### Activity
Below are the records. Retype exactly the lines between the lines holding "شمارنده بازدید صفحه" and "let id = document", inclusive.

### Given data
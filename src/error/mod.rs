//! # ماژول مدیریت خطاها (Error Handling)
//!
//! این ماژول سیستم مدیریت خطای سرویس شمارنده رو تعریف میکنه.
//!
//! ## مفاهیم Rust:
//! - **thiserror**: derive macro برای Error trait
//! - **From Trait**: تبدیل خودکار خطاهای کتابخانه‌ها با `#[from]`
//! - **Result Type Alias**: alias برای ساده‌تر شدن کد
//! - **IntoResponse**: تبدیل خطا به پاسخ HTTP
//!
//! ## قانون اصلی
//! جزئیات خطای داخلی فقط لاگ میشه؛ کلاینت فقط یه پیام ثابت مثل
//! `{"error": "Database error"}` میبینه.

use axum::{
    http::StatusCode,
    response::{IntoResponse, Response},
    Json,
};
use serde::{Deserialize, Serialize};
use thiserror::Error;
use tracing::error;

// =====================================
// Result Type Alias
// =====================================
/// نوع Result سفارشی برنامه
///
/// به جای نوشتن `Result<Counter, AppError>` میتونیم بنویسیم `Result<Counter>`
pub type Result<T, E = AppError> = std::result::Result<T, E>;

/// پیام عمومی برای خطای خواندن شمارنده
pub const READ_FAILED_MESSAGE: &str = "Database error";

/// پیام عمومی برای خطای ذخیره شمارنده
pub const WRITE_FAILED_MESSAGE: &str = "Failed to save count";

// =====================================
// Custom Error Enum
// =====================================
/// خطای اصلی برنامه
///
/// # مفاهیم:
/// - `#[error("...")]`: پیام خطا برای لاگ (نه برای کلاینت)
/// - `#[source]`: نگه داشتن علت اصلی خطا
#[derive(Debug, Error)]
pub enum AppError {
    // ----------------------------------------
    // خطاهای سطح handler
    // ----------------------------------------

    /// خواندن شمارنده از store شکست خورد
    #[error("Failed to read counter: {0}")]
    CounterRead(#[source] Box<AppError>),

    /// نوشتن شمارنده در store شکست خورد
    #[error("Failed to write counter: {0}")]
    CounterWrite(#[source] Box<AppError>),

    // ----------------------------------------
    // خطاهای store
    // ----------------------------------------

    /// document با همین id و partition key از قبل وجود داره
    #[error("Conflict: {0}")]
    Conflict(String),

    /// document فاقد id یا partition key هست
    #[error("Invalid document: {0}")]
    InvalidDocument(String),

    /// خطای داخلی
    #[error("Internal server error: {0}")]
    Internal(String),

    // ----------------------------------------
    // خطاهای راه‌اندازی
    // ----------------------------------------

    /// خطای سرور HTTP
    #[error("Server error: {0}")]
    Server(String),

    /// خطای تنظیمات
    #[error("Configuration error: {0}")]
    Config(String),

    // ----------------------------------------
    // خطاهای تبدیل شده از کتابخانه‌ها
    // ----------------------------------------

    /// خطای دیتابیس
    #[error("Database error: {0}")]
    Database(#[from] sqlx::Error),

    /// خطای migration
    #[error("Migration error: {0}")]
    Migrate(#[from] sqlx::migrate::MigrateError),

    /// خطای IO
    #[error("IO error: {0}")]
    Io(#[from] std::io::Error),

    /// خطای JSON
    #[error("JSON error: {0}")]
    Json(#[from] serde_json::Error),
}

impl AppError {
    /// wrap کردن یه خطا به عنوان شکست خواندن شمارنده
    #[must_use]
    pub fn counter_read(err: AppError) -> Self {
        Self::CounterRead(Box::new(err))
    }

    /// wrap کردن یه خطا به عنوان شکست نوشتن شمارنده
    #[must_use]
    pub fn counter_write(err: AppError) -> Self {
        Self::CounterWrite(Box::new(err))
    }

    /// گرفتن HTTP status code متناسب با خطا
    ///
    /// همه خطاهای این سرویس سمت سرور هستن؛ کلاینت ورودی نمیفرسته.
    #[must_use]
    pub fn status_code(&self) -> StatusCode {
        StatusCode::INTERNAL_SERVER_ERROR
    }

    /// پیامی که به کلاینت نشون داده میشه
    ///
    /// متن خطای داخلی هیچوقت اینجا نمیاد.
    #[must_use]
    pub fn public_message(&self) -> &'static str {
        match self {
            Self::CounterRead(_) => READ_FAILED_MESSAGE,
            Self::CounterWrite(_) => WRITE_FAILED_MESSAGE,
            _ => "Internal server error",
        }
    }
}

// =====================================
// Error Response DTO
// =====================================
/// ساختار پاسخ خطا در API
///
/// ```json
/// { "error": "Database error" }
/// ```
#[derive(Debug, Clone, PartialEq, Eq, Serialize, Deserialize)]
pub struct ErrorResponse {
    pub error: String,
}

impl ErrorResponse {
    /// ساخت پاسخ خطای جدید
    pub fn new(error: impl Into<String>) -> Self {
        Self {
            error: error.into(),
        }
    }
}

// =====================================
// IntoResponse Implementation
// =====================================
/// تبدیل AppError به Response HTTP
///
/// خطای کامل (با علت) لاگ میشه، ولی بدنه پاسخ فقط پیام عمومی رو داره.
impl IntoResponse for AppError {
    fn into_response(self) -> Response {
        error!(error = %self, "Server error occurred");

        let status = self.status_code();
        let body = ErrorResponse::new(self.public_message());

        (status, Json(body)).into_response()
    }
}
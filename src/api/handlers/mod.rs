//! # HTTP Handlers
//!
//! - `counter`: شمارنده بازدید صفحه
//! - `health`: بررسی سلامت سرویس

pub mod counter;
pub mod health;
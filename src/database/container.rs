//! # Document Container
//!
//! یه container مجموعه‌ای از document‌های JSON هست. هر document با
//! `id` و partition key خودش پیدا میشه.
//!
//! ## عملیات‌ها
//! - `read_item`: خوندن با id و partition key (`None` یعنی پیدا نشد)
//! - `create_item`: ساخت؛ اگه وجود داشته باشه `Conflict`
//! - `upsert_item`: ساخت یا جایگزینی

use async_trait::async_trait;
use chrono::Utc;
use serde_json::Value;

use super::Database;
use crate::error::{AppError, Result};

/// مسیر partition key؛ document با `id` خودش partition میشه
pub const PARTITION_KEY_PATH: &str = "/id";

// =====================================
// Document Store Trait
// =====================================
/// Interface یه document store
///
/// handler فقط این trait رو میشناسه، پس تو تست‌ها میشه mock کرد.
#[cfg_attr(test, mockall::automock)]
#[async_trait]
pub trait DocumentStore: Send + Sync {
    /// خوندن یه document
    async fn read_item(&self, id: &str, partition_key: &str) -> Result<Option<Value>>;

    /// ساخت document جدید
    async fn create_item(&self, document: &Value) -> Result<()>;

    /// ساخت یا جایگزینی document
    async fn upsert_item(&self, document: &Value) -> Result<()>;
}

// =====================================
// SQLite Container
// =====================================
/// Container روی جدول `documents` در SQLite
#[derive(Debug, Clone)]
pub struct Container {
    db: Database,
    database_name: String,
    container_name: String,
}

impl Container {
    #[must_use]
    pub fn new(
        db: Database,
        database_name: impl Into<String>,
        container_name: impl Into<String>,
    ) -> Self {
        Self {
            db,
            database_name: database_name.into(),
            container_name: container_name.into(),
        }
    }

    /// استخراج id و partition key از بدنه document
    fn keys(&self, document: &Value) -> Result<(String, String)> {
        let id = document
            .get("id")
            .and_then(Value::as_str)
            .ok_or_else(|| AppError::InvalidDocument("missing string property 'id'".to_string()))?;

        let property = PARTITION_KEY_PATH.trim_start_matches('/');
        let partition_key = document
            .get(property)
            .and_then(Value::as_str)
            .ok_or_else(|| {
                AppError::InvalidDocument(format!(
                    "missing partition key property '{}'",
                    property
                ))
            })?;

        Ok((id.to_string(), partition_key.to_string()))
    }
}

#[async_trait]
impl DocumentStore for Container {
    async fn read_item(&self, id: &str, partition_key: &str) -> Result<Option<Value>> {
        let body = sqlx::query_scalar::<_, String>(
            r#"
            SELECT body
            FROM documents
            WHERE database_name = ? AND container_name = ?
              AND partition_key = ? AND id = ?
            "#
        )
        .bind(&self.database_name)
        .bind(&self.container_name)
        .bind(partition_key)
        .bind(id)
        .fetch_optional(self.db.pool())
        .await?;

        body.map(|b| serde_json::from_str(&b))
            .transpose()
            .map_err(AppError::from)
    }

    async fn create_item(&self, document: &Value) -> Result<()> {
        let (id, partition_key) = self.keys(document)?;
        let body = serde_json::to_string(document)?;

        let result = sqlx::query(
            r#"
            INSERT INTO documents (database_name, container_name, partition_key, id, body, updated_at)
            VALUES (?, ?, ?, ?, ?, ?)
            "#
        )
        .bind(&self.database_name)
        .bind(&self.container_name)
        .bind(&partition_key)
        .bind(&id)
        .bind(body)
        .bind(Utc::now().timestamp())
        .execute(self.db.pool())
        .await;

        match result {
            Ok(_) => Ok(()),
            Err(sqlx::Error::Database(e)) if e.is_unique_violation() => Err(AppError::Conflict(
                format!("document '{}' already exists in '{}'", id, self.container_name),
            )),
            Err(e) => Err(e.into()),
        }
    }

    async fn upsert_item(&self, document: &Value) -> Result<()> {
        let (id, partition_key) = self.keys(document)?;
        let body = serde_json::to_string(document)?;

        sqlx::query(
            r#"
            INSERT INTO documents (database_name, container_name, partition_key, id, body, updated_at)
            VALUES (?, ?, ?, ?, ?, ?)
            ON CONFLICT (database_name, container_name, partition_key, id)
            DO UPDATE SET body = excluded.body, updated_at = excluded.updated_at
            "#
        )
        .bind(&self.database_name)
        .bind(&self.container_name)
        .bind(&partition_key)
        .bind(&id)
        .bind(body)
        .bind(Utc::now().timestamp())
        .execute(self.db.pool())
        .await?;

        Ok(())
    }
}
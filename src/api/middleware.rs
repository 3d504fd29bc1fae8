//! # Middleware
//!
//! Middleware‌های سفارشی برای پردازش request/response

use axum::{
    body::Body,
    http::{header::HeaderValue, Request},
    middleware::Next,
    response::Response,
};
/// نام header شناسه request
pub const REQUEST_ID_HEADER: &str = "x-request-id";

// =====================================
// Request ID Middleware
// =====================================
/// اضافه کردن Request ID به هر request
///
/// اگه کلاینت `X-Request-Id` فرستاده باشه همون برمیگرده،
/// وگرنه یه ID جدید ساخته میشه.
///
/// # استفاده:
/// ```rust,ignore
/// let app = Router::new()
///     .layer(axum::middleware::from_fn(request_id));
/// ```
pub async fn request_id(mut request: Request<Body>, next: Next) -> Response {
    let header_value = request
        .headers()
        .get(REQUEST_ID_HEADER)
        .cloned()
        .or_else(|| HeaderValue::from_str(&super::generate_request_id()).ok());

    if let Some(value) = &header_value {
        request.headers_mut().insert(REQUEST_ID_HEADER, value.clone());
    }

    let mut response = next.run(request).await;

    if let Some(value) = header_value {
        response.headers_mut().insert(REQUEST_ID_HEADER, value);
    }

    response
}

### Response to the task
//! - `counter`: شمارنده بازدید صفحه
//! - `health`: بررسی سلامت سرویس

pub mod counter;
pub mod health;
filename src/database/container.rs
//! # Document Container
//!
//! یه container مجموعه‌ای از document‌های JSON هست. هر document با
//! `id` و partition key خودش پیدا میشه.
//!
//! ## عملیات‌ها
//! - `read_item`: خوندن با id و partition key (`None` یعنی پیدا نشد)
//! - `create_item`: ساخت؛ اگه وجود داشته باشه `Conflict`
//! - `upsert_item`: ساخت یا جایگزینی

use async_trait::async_trait;
use chrono::Utc;
use serde_json::Value;

use super::Database;
use crate::error::{AppError, Result};

/// مسیر partition key؛ document با `id` خودش partition میشه
pub const PARTITION_KEY_PATH: &str = "/id";

// =====================================
// Document Store Trait
// =====================================
/// Interface یه document store
///
/// handler فقط این trait رو میشناسه، پس تو تست‌ها میشه mock کرد.
#[cfg_attr(test, mockall::automock)]
#[async_trait]
pub trait DocumentStore: Send + Sync {
    /// خوندن یه document
    async fn read_item(&self, id: &str, partition_key: &str) -> Result<Option<Value>>;

    /// ساخت document جدید
    async fn create_item(&self, document: &Value) -> Result<()>;

    /// ساخت یا جایگزینی document
    async fn upsert_item(&self, document: &Value) -> Result<()>;
}

// =====================================
// SQLite Container
// =====================================
/// Container روی جدول `documents` در SQLite
#[derive(Debug, Clone)]
pub struct Container {
    db: Database,
    database_name: String,
    container_name: String,
}

impl Container {
    #[must_use]
    pub fn new(
        db: Database,
        database_name: impl Into<String>,
        container_name: impl Into<String>,
    ) -> Self {
        Self {
            db,
            database_name: database_name.into(),
            container_name: container_name.into(),
        }
    }

    /// استخراج id و partition key از بدنه document
    fn keys(&self, document: &Value) -> Result<(String, String)> {
        let id = document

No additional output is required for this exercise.